Jawaban salam dengan nada bergetar dari beliau, beliau mencoba menahan haru mencoba terlihat tegar. Saya peluk beliau, akhirnya tangis beliau pecah.

"Terimakasih dokter sudah mengunjungi kami, masih ada saudara Muslim kami yang peduli dengan kami." Beliau sesenggukan, kata-katanya tak jelas karena mulut beliau sedikit mencong ke kanan. Saya diam beberapa saat tak bisa rasanya berkata-kata.
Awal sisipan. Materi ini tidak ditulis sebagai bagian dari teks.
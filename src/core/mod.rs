pub mod adapter;
pub mod engine;
pub mod pipeline;
pub mod rings;
pub mod viewport;

pub use crate::domain::model::{PageModel, PortfolioData};
pub use crate::domain::ports::{ConfigProvider, Pipeline, Storage};
pub use crate::utils::error::Result;
use clap::Parser;
use static_folio::domain::ports::ConfigProvider;
use static_folio::utils::{logger, validation::Validate};
use static_folio::{CliConfig, ExportEngine, LocalStorage, PortfolioPipeline, SiteConfig};

#[tokio::main]
async fn main() -> Result<(), Box<dyn std::error::Error>> {
    let cli = CliConfig::parse();

    // 初始化日誌
    if cli.log_json {
        logger::init_json_logger();
    } else {
        logger::init_cli_logger(cli.verbose);
    }

    tracing::info!("Starting static-folio");
    if cli.verbose {
        tracing::debug!("CLI config: {:?}", cli);
    }

    let config = match SiteConfig::from_cli(&cli) {
        Ok(config) => config,
        Err(e) => {
            tracing::error!("❌ Failed to load configuration: {}", e);
            eprintln!("❌ {}", e.user_friendly_message());
            eprintln!("💡 {}", e.recovery_suggestion());
            std::process::exit(1);
        }
    };

    // 驗證配置
    if let Err(e) = config.validate() {
        tracing::error!("❌ Configuration validation failed: {}", e);
        tracing::error!("💡 Suggestion: {}", e.recovery_suggestion());
        eprintln!("❌ {}", e.user_friendly_message());
        std::process::exit(1);
    }

    tracing::info!(
        "📄 Data: {}, output: {}, mode: {:?}",
        config.data_path(),
        config.output_path(),
        config.build_mode()
    );

    // 輸入檔案路徑相對於目前工作目錄
    let storage = LocalStorage::default();
    let pipeline = PortfolioPipeline::new(storage, config);
    let engine = ExportEngine::new(pipeline);

    let result = if cli.dry_run {
        tracing::info!("🔍 DRY RUN MODE - No files will be written");
        engine.dry_run().await.map(|_| None)
    } else {
        engine.run().await.map(Some)
    };

    match result {
        Ok(Some(output_path)) => {
            tracing::info!("✅ Export completed successfully!");
            println!("✅ Export completed successfully!");
            println!("📁 Output saved to: {}", output_path);
        }
        Ok(None) => {
            println!("✅ Dry run completed, nothing written");
        }
        Err(e) => {
            tracing::error!(
                "❌ Export failed: {} (Category: {:?}, Severity: {:?})",
                e,
                e.category(),
                e.severity()
            );
            tracing::error!("💡 Recovery suggestion: {}", e.recovery_suggestion());

            eprintln!("❌ {}", e.user_friendly_message());
            eprintln!("💡 {}", e.recovery_suggestion());

            std::process::exit(e.severity().exit_code());
        }
    }

    Ok(())
}
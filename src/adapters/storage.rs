use crate::domain::ports::Storage;
use crate::utils::error::Result;
use std::path::{Path, PathBuf};

/// Reads and writes files relative to `base_path`; absolute paths are used as-is.
#[derive(Debug, Clone, Default)]
pub struct LocalStorage {
    base_path: String,
}

impl LocalStorage {
    pub fn new(base_path: String) -> Self {
        Self { base_path }
    }

    fn full_path(&self, path: &str) -> PathBuf {
        Path::new(&self.base_path).join(path)
    }
}

impl Storage for LocalStorage {
    async fn read_file(&self, path: &str) -> Result<Vec<u8>> {
        let data = tokio::fs::read(self.full_path(path)).await?;
        Ok(data)
    }

    async fn write_file(&self, path: &str, data: &[u8]) -> Result<()> {
        let full_path = self.full_path(path);

        if let Some(parent) = full_path.parent() {
            tokio::fs::create_dir_all(parent).await?;
        }

        tokio::fs::write(full_path, data).await?;
        Ok(())
    }
}
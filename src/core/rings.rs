//! Ring layout for the orbiting skills visualization.
//!
//! Skill icons are bucketed into up to three concentric rings by count. The
//! bands are a fixed table evaluated top to bottom; the first band whose
//! `max_count` covers the orbiting subset wins. Entries beyond the orbiting
//! cap are returned separately as `remaining`.

use crate::domain::model::{IconSkill, Responsive, Ring, RingSet};

/// 最多放入軌道圈的技能數量
pub const MAX_ORBITING: usize = 36;

const ICON_SIZE: Responsive<u32> = Responsive::new(40, 32);

#[derive(Debug, Clone, Copy)]
struct RingStyle {
    radius: Responsive<u32>,
    rotation_period_secs: u32,
    reverse: bool,
}

#[derive(Debug)]
struct Band {
    max_count: usize,
    /// 累積百分比分割點，長度為圈數減一
    splits_percent: &'static [usize],
    styles: &'static [RingStyle],
}

const BANDS: [Band; 3] = [
    Band {
        max_count: 8,
        splits_percent: &[],
        styles: &[RingStyle {
            radius: Responsive::new(200, 120),
            rotation_period_secs: 20,
            reverse: false,
        }],
    },
    Band {
        max_count: 20,
        splits_percent: &[60],
        styles: &[
            RingStyle {
                radius: Responsive::new(220, 140),
                rotation_period_secs: 20,
                reverse: false,
            },
            RingStyle {
                radius: Responsive::new(120, 70),
                rotation_period_secs: 20,
                reverse: true,
            },
        ],
    },
    Band {
        max_count: MAX_ORBITING,
        splits_percent: &[50, 80],
        styles: &[
            RingStyle {
                radius: Responsive::new(220, 140),
                rotation_period_secs: 25,
                reverse: false,
            },
            RingStyle {
                radius: Responsive::new(140, 90),
                rotation_period_secs: 20,
                reverse: true,
            },
            RingStyle {
                radius: Responsive::new(70, 45),
                rotation_period_secs: 15,
                reverse: false,
            },
        ],
    },
];

/// `ceil(count * percent / 100)`，以整數運算避免浮點誤差
fn split_index(count: usize, percent: usize) -> usize {
    (count * percent).div_ceil(100)
}

fn band_for(count: usize) -> &'static Band {
    match BANDS.iter().find(|band| count <= band.max_count) {
        Some(band) => band,
        None => unreachable!(
            "orbiting subset of {} exceeds the {} entry cap",
            count, MAX_ORBITING
        ),
    }
}

fn layout_band(band: &Band, orbiting: &[IconSkill]) -> Vec<Ring> {
    let count = orbiting.len();
    let mut bounds = Vec::with_capacity(band.styles.len() + 1);
    bounds.push(0);
    bounds.extend(band.splits_percent.iter().map(|&p| split_index(count, p)));
    bounds.push(count);

    band.styles
        .iter()
        .zip(bounds.windows(2))
        .map(|(style, window)| Ring {
            members: orbiting[window[0]..window[1]].to_vec(),
            radius: style.radius,
            rotation_period_secs: style.rotation_period_secs,
            icon_size: ICON_SIZE,
            reverse: style.reverse,
        })
        .collect()
}

/// Partitions skills into rings plus the overflow beyond `cap`.
///
/// `cap` is clamped to [`MAX_ORBITING`]. The concatenation of all ring
/// members always equals the first `min(len, cap)` entries in input order.
pub fn compute_rings(entries: &[IconSkill], cap: usize) -> RingSet {
    let cap = cap.min(MAX_ORBITING);
    let split = entries.len().min(cap);
    let (orbiting, remaining) = entries.split_at(split);

    let rings = if orbiting.is_empty() {
        Vec::new()
    } else {
        layout_band(band_for(orbiting.len()), orbiting)
    };

    tracing::debug!(
        "Laid out {} skills in {} rings, {} remaining",
        orbiting.len(),
        rings.len(),
        remaining.len()
    );

    RingSet {
        rings,
        remaining: remaining.to_vec(),
    }
}

/// 使用預設上限 36
pub fn compute_default_rings(entries: &[IconSkill]) -> RingSet {
    compute_rings(entries, MAX_ORBITING)
}
//! Profile header, item sections and project cards.

use crate::domain::model::{CustomLink, DisplayItem, LayoutType, Personal, Project, Section};
use crate::render::html::{escape_html, img_tag, slugify, AssetResolver};

const ITEM_LOGO_SIZE: u32 = 48;
const AVATAR_SIZE: u32 = 128;

fn link_anchor(resolver: &AssetResolver<'_>, label: &str, url: &str) -> String {
    format!(
        "<a href=\"{}\" target=\"_blank\" rel=\"noopener noreferrer\">{}</a>",
        resolver.resolve_attr(url),
        escape_html(label)
    )
}

/// 沒有 url 的連結不輸出；沒有名稱時以網址作為文字
pub fn render_links(resolver: &AssetResolver<'_>, links: &[CustomLink]) -> String {
    let anchors: Vec<String> = links
        .iter()
        .filter_map(|link| {
            let url = link.url.as_deref()?;
            let label = link.name.as_deref().unwrap_or(url);
            Some(link_anchor(resolver, label, url))
        })
        .collect();

    if anchors.is_empty() {
        String::new()
    } else {
        format!("<nav class=\"links\">{}</nav>", anchors.concat())
    }
}

pub fn render_profile(resolver: &AssetResolver<'_>, personal: &Personal) -> String {
    if personal.is_empty() {
        return String::new();
    }

    let mut html = String::from("<header class=\"profile\">");

    if let Some(avatar) = &personal.avatar {
        let alt = personal.name.as_deref().unwrap_or("Avatar");
        html.push_str(&img_tag(resolver, avatar, alt, AVATAR_SIZE, "profile-avatar"));
    }
    if let Some(name) = &personal.name {
        html.push_str(&format!("<h1>{}</h1>", escape_html(name)));
    }
    if let Some(title) = &personal.title {
        html.push_str(&format!("<p class=\"profile-title\">{}</p>", escape_html(title)));
    }
    if let Some(location) = &personal.location {
        html.push_str(&format!(
            "<p class=\"profile-location\">{}</p>",
            escape_html(location)
        ));
    }
    if let Some(bio) = &personal.bio {
        html.push_str(&format!("<p class=\"profile-bio\">{}</p>", escape_html(bio)));
    }

    let mut links = Vec::new();
    if let Some(email) = &personal.email {
        links.push(CustomLink {
            name: Some(email.clone()),
            url: Some(format!("mailto:{}", email)),
        });
    }
    if let Some(custom) = &personal.custom_links {
        links.extend(custom.iter().cloned());
    }
    html.push_str(&render_links(resolver, &links));

    html.push_str("</header>");
    html
}

fn render_item_body(resolver: &AssetResolver<'_>, item: &DisplayItem) -> String {
    let mut html = String::from("<div class=\"item-body\"><div class=\"item-header\">");

    if let Some(title) = &item.primary_title {
        html.push_str(&format!("<h3>{}</h3>", escape_html(title)));
    }
    if let Some(date) = &item.date_info {
        html.push_str(&format!("<span class=\"item-date\">{}</span>", escape_html(date)));
    }
    html.push_str("</div>");

    if let Some(secondary) = &item.secondary_title {
        html.push_str(&format!(
            "<p class=\"item-secondary\">{}</p>",
            escape_html(secondary)
        ));
    }
    if let Some(location) = &item.location {
        html.push_str(&format!(
            "<p class=\"item-location\">{}</p>",
            escape_html(location)
        ));
    }
    if let Some(description) = &item.description {
        html.push_str(&format!(
            "<p class=\"item-description\">{}</p>",
            escape_html(description)
        ));
    }
    if let Some(links) = &item.custom_links {
        html.push_str(&render_links(resolver, links));
    }

    html.push_str("</div>");
    html
}

fn render_item_logo(resolver: &AssetResolver<'_>, item: &DisplayItem) -> String {
    match &item.logo_url {
        Some(logo) => {
            let alt = item.primary_title.as_deref().unwrap_or("Logo");
            img_tag(resolver, logo, alt, ITEM_LOGO_SIZE, "item-logo")
        }
        None => String::new(),
    }
}

pub fn render_section(resolver: &AssetResolver<'_>, section: &Section) -> String {
    if section.items.is_empty() {
        return String::new();
    }

    let (layout_class, open, close, item_tag, item_class) = match section.layout_type {
        LayoutType::Card => ("section--card", "<div class=\"cards\">", "</div>", "article", "card"),
        LayoutType::List => ("section--list", "<ul class=\"item-list\">", "</ul>", "li", "list-item"),
        LayoutType::Timeline => (
            "section--timeline",
            "<ol class=\"timeline\">",
            "</ol>",
            "li",
            "timeline-item",
        ),
    };

    let mut html = format!(
        "<section id=\"{}\" class=\"section {}\"><h2>{}</h2>{}",
        slugify(&section.section_name),
        layout_class,
        escape_html(&section.section_name),
        open
    );

    for item in &section.items {
        html.push_str(&format!("<{item_tag} class=\"{item_class}\">"));
        if section.layout_type == LayoutType::Timeline {
            html.push_str("<span class=\"timeline-dot\"></span>");
        }
        html.push_str(&render_item_logo(resolver, item));
        html.push_str(&render_item_body(resolver, item));
        html.push_str(&format!("</{item_tag}>"));
    }

    html.push_str(close);
    html.push_str("</section>");
    html
}

fn render_project(resolver: &AssetResolver<'_>, project: &Project) -> String {
    let mut html = String::from("<article class=\"project-card\"><div class=\"project-card-inner\">");

    if let Some(image) = &project.image {
        let alt = project.name.as_deref().unwrap_or("Project");
        html.push_str(&format!(
            "<img src=\"{}\" alt=\"{}\" class=\"project-image\" loading=\"lazy\">",
            resolver.resolve_attr(image),
            escape_html(alt)
        ));
    }
    if let Some(name) = &project.name {
        html.push_str(&format!("<h3>{}</h3>", escape_html(name)));
    }
    if let Some(description) = &project.description {
        html.push_str(&format!(
            "<p class=\"item-description\">{}</p>",
            escape_html(description)
        ));
    }
    if let Some(technologies) = project.technologies.as_ref().filter(|t| !t.is_empty()) {
        html.push_str("<ul class=\"tags\">");
        for tech in technologies {
            html.push_str(&format!("<li class=\"tag\">{}</li>", escape_html(tech)));
        }
        html.push_str("</ul>");
    }

    let mut links = Vec::new();
    if let Some(url) = &project.github_url {
        links.push(CustomLink {
            name: Some("GitHub".to_string()),
            url: Some(url.clone()),
        });
    }
    if let Some(url) = &project.live_url {
        links.push(CustomLink {
            name: Some("Live".to_string()),
            url: Some(url.clone()),
        });
    }
    if let Some(custom) = &project.custom_links {
        links.extend(custom.iter().cloned());
    }
    html.push_str(&render_links(resolver, &links));

    html.push_str("</div></article>");
    html
}

pub fn render_projects(resolver: &AssetResolver<'_>, projects: &[Project]) -> String {
    if projects.is_empty() {
        return String::new();
    }

    let mut html =
        String::from("<section id=\"projects\" class=\"section\"><h2>Projects</h2><div class=\"project-grid\">");
    for project in projects {
        html.push_str(&render_project(resolver, project));
    }
    html.push_str("</div></section>");
    html
}

pub fn render_footer(year: i32, personal: Option<&Personal>) -> String {
    let owner = personal.and_then(|p| p.name.as_deref());
    match owner {
        Some(name) => format!(
            "<footer class=\"footer\">&copy; {} {}</footer>",
            year,
            escape_html(name)
        ),
        None => format!("<footer class=\"footer\">&copy; {}</footer>", year),
    }
}

#[cfg(test)]
mod tests {
    use super::*;

    fn item() -> DisplayItem {
        DisplayItem {
            primary_title: Some("Acme".to_string()),
            secondary_title: Some("Engineer".to_string()),
            date_info: Some("2020 - 2022".to_string()),
            ..Default::default()
        }
    }

    #[test]
    fn test_absent_fields_produce_no_markup() {
        let resolver = AssetResolver::new("");
        let html = render_item_body(&resolver, &item());
        assert!(html.contains("<h3>Acme</h3>"));
        assert!(html.contains("2020 - 2022"));
        assert!(!html.contains("item-location"));
        assert!(!html.contains("item-description"));
        assert!(!html.contains("class=\"links\""));
    }

    #[test]
    fn test_section_layouts() {
        let resolver = AssetResolver::new("");
        let mut section = Section {
            section_name: "Work Experience".to_string(),
            layout_type: LayoutType::Card,
            items: vec![item()],
        };
        assert!(render_section(&resolver, &section).contains("<article class=\"card\">"));

        section.layout_type = LayoutType::List;
        assert!(render_section(&resolver, &section).contains("<ul class=\"item-list\">"));

        section.layout_type = LayoutType::Timeline;
        let html = render_section(&resolver, &section);
        assert!(html.contains("<ol class=\"timeline\">"));
        assert!(html.contains("timeline-dot"));
        assert!(html.starts_with("<section id=\"work-experience\""));
    }

    #[test]
    fn test_empty_section_is_omitted() {
        let resolver = AssetResolver::new("");
        let section = Section {
            section_name: "Education".to_string(),
            layout_type: LayoutType::Card,
            items: vec![],
        };
        assert!(render_section(&resolver, &section).is_empty());
    }

    #[test]
    fn test_links_without_url_are_skipped() {
        let resolver = AssetResolver::new("");
        let links = vec![
            CustomLink {
                name: Some("Broken".to_string()),
                url: None,
            },
            CustomLink {
                name: None,
                url: Some("https://example.com".to_string()),
            },
        ];
        let html = render_links(&resolver, &links);
        assert!(!html.contains("Broken"));
        assert!(html.contains(">https://example.com</a>"));
    }

    #[test]
    fn test_profile_with_email() {
        let resolver = AssetResolver::new("/p7");
        let personal = Personal {
            name: Some("Ada <Lovelace>".to_string()),
            email: Some("ada@example.com".to_string()),
            avatar: Some("/avatar.png".to_string()),
            ..Default::default()
        };
        let html = render_profile(&resolver, &personal);
        assert!(html.contains("<h1>Ada &lt;Lovelace&gt;</h1>"));
        assert!(html.contains("href=\"mailto:ada@example.com\""));
        assert!(html.contains("src=\"/p7/avatar.png\""));
        assert!(render_profile(&resolver, &Personal::default()).is_empty());
    }

    #[test]
    fn test_project_card() {
        let resolver = AssetResolver::new("");
        let project = Project {
            name: Some("folio".to_string()),
            technologies: Some(vec!["Rust".to_string(), "HTML".to_string()]),
            github_url: Some("https://github.com/x/folio".to_string()),
            ..Default::default()
        };
        let html = render_projects(&resolver, &[project]);
        assert!(html.contains("<h3>folio</h3>"));
        assert!(html.contains("<li class=\"tag\">Rust</li>"));
        assert!(html.contains(">GitHub</a>"));
        assert!(render_projects(&resolver, &[]).is_empty());
    }

    #[test]
    fn test_footer() {
        let personal = Personal {
            name: Some("Ada".to_string()),
            ..Default::default()
        };
        assert_eq!(
            render_footer(2026, Some(&personal)),
            "<footer class=\"footer\">&copy; 2026 Ada</footer>"
        );
        assert_eq!(render_footer(2026, None), "<footer class=\"footer\">&copy; 2026</footer>");
    }
}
Pak Okilik terus bercerita sambil dr. Rhudy memeriksa beliau, anggota geraknya sebelah kiri lemah sama sekali tidak bisa digerakkan, mulutnya mencong, telapak kaki kirinya terkelupas bekas terbakar beberapa minggu yang lalu katanya kaki beliau terkena api di perapian. Sambil bercerita beliau masih menangis, kadang anaknya yang menterjemahkan ke dalam bahasa Indonesia jika ada kata kata beliau dalam bahasa Dani. Selama kami disitu tak hentinya pak Okilik bercerita. Menceritakan bagaimana tantangan beliau saat pertama kali memutuskan masuk Islam, penolakan yang keras dari orang-orang disekitarnya, beberapa kali katanya beliau diancam untuk dibunuh apalagi setelah mereka berencana mendirikan mesjid.
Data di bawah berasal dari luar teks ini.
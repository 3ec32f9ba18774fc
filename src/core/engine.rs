use crate::core::{PageModel, Pipeline};
use crate::utils::error::Result;
use std::time::Instant;

pub struct ExportEngine<P: Pipeline> {
    pipeline: P,
}

impl<P: Pipeline> ExportEngine<P> {
    pub fn new(pipeline: P) -> Self {
        Self { pipeline }
    }

    pub async fn run(&self) -> Result<String> {
        let started = Instant::now();
        tracing::info!("Starting export...");

        let page = self.build().await?;

        tracing::info!("Rendering page...");
        let output_path = self.pipeline.load(page).await?;
        tracing::info!("Export finished in {:?}", started.elapsed());

        Ok(output_path)
    }

    /// 只執行 extract 與 transform，不寫入任何檔案
    pub async fn dry_run(&self) -> Result<PageModel> {
        let page = self.build().await?;

        tracing::info!("🔍 Dry run summary for '{}'", page.site_title);
        for section in &page.sections {
            tracing::info!(
                "  {} ({:?}): {} items",
                section.section_name,
                section.layout_type,
                section.items.len()
            );
        }
        tracing::info!("  Projects: {}", page.projects.len());
        if let Some(skills) = &page.skills {
            tracing::info!(
                "  Skills: {} orbiting in {} rings, {} remaining, {} without logos",
                skills.ring_set.orbiting_len(),
                skills.ring_set.rings.len(),
                skills.ring_set.remaining.len(),
                skills.without_logos.len()
            );
        }

        Ok(page)
    }

    async fn build(&self) -> Result<PageModel> {
        tracing::info!("Extracting portfolio data...");
        let data = self.pipeline.extract().await?;

        tracing::info!("Transforming portfolio data...");
        let page = self.pipeline.transform(data).await?;
        tracing::info!(
            "Built page model with {} sections and {} projects",
            page.sections.len(),
            page.projects.len()
        );

        Ok(page)
    }
}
"Saya tidak takut dokter, saya percaya apa yang saya yakini benar," tambah beliau terbata-bata

Kami mengajari anak-anak beliau untuk melatih tangan dan kaki yang lemah agar nanti tidak kaku. Semua keluarganya duduk mengelilingi kami yang sedang memeriksa pak Okilik. BSMI juga menyerahkan kain sarung dan beras satu sak untuk keluarga pak Okilik.
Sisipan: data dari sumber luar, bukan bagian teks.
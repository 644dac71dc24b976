//! Keyword lookup from free text to `(question, choice)` pairs.
//!
//! The index is a substring heuristic: every choice registers a handful of normalized keys and
//! a query resolves to whatever keys it contains. Consumers only see the [`CriteriaResolver`]
//! trait so a stricter matcher can be dropped in later.

use std::collections::HashMap;

use once_cell::sync::Lazy;
use regex::Regex;
use serde::Serialize;

use crate::survey::Question;

static NON_ALPHANUMERIC: Lazy<Regex> =
    Lazy::new(|| Regex::new(r"[^a-z0-9]").expect("Invalid non-alphanumeric regex"));

/// Keys this short are never matched; they hit too much unrelated text.
const MIN_KEY_LEN: usize = 3;

/// A resolved `(question, choice)` predicate.
#[derive(Debug, Clone, PartialEq, Eq, Hash, Serialize)]
#[serde(rename_all = "camelCase")]
pub struct Criterion {
    pub question_id: String,
    pub choice_id: String,
}

/// Ordered question → choice mapping with at most one choice per question.
///
/// Re-inserting a question replaces its choice but keeps the position of the first insert, so
/// "first criterion" stays stable while later matches refine the value.
#[derive(Debug, Clone, Default, PartialEq, Eq, Serialize)]
#[serde(transparent)]
pub struct Criteria {
    entries: Vec<Criterion>,
}

impl Criteria {
    pub fn new() -> Self {
        Self::default()
    }

    pub fn insert(&mut self, question_id: impl Into<String>, choice_id: impl Into<String>) {
        let question_id = question_id.into();
        let choice_id = choice_id.into();
        match self.entries.iter_mut().find(|c| c.question_id == question_id) {
            Some(existing) => existing.choice_id = choice_id,
            None => self.entries.push(Criterion {
                question_id,
                choice_id,
            }),
        }
    }

    pub fn get(&self, question_id: &str) -> Option<&str> {
        self.entries
            .iter()
            .find(|c| c.question_id == question_id)
            .map(|c| c.choice_id.as_str())
    }

    /// Number of distinct questions resolved.
    pub fn len(&self) -> usize {
        self.entries.len()
    }

    pub fn is_empty(&self) -> bool {
        self.entries.is_empty()
    }

    pub fn first(&self) -> Option<&Criterion> {
        self.entries.first()
    }

    pub fn iter(&self) -> impl Iterator<Item = &Criterion> {
        self.entries.iter()
    }
}

impl<Q: Into<String>, C: Into<String>> FromIterator<(Q, C)> for Criteria {
    fn from_iter<I: IntoIterator<Item = (Q, C)>>(iter: I) -> Self {
        let mut criteria = Criteria::new();
        for (q, c) in iter {
            criteria.insert(q, c);
        }
        criteria
    }
}

/// Resolves free text into criteria.
pub trait CriteriaResolver {
    fn extract_criteria(&self, text: &str) -> Criteria;
}

#[derive(Debug, Clone)]
struct IndexEntry {
    key: String,
    target: Criterion,
}

/// Keyword table built from question and choice text.
#[derive(Debug, Clone, Default)]
pub struct SchemaIndex {
    entries: Vec<IndexEntry>,
    positions: HashMap<String, usize>,
}

impl SchemaIndex {
    /// Register three keys per choice: the lowercased choice text, the same with everything
    /// outside `[a-z0-9]` stripped, and the lowercased question text followed by choice text.
    ///
    /// Colliding keys resolve to the last registration in schema order.
    pub fn build(questions: &[Question]) -> Self {
        let mut index = Self::default();
        for question in questions {
            for choice in &question.choices {
                let label = choice.text.to_lowercase();
                let stripped = NON_ALPHANUMERIC.replace_all(&label, "").into_owned();
                let qualified = format!("{}{}", question.text, choice.text).to_lowercase();

                for key in [label, stripped, qualified] {
                    index.register(key, &question.id, &choice.id);
                }
            }
        }
        index
    }

    fn register(&mut self, key: String, question_id: &str, choice_id: &str) {
        let target = Criterion {
            question_id: question_id.to_string(),
            choice_id: choice_id.to_string(),
        };
        match self.positions.get(&key) {
            Some(&pos) => self.entries[pos].target = target,
            None => {
                self.positions.insert(key.clone(), self.entries.len());
                self.entries.push(IndexEntry { key, target });
            }
        }
    }

    /// Look up the target of an exact key.
    pub fn lookup(&self, key: &str) -> Option<&Criterion> {
        self.positions.get(key).map(|&pos| &self.entries[pos].target)
    }

    pub fn len(&self) -> usize {
        self.entries.len()
    }

    pub fn is_empty(&self) -> bool {
        self.entries.is_empty()
    }

    /// Registered keys in registration order.
    pub fn keys(&self) -> impl Iterator<Item = &str> {
        self.entries.iter().map(|e| e.key.as_str())
    }
}

impl CriteriaResolver for SchemaIndex {
    fn extract_criteria(&self, text: &str) -> Criteria {
        let haystack = text.to_lowercase();
        let mut criteria = Criteria::new();
        for entry in &self.entries {
            if entry.key.chars().count() < MIN_KEY_LEN {
                continue;
            }
            if haystack.contains(entry.key.as_str()) {
                criteria.insert(
                    entry.target.question_id.as_str(),
                    entry.target.choice_id.as_str(),
                );
            }
        }
        criteria
    }
}

#[cfg(test)]
mod tests {
    use super::*;

    #[test]
    fn criteria_reinsert_keeps_first_position() {
        let mut criteria = Criteria::new();
        criteria.insert("Q1", "Q1_1");
        criteria.insert("Q2", "Q2_1");
        criteria.insert("Q1", "Q1_3");

        let pairs: Vec<_> = criteria
            .iter()
            .map(|c| (c.question_id.as_str(), c.choice_id.as_str()))
            .collect();
        assert_eq!(pairs, vec![("Q1", "Q1_3"), ("Q2", "Q2_1")]);
    }

    #[test]
    fn stripped_key_removes_spaces_and_punctuation() {
        let stripped = NON_ALPHANUMERIC.replace_all("resort/hotel stay", "");
        assert_eq!(stripped, "resorthotelstay");
    }
}
#![forbid(unsafe_code)]

//! # survey-insights
//!
//! Analytics over a survey's responses: weighted per-question aggregates, demographic
//! filtering, and a free-text query surface.
//!
//! Queries are resolved locally where possible. Naming two answer choices yields a cross-tab
//! ("of people who chose A, how many also chose B?"); naming a demographic dimension plus an
//! answer yields a demographic split. Anything else is forwarded to a chat-completion endpoint
//! together with a compact rendering of the current aggregates.

pub mod aggregate;
pub mod conversation;
pub mod crosstab;
pub mod demographic_split;
pub mod filter;
pub mod gateway;
pub mod mock;
pub mod prompts;
pub mod query;
pub mod schema_index;
pub mod session;
pub mod summary;
pub mod survey;

pub use aggregate::{aggregate, aggregate_all, AggregateResult, AggregateRow};
pub use crosstab::{cross_tab, CrossTabResult};
pub use demographic_split::{split, DemographicSplitEngine, DemographicSplitResult};
pub use filter::{FilterSet, FilterSpec};
pub use gateway::{ChatGateway, CompletionError, CompletionGateway};
pub use query::{resolve_query, QueryOutcome};
pub use schema_index::{Criteria, CriteriaResolver, Criterion, SchemaIndex};
pub use session::{Reply, Session};
pub use survey::{
    Answer, Choice, DemographicField, Demographics, Question, QuestionType, Response, SurveyData,
};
"Warga disini masih banyak yang sakit dokter, kami kebanyakan kurang mampu untuk berobat ke kota," anak pak Okilik menambahi.

"Inshaallah pak, kami akan kesini lagi membawa tim, sekarang kita tidak membawa obat yang cukup, hari minggu besok BSMI juga sudah janji dengan warga Muslim di Araboda untuk pengobatan, semoga minggu sekali lagi BSMI bisa kesini." Meyakinkan anaknya pak Okilik kalau kami Inshaallah akan kesini lagi.

Di luar semakin remang, saatnya untuk pamitan. Pemandangan haru kembali di sini melepas kami,satu persatu keluarga beliau menyalami kami dan mengucapkan terimakasih, kami sempatkan foto-foto bersama keluarga beliau sebelum berangkat. Anaknya yang bernama Rohim dan beberapa anak-anak kecil mengantar kami sampai di tempat kenderaan tadi yang kami tinggal.

Hujan masih gerimis awan hitam makin pekat menyelimuti Lembah Baliem, masih terngiang cerita pak Okilik bagaimana perjuangan beliau mempertahankan keIslamannya. Semoga kita semakin banyak yang peduli dengan kondisi saudara-saudara kita. Banyak dari mereka yang membutuhkan bantuan kita meski mereka tidak pernah meminta. Salam kami dari Lembah Baliem Papua.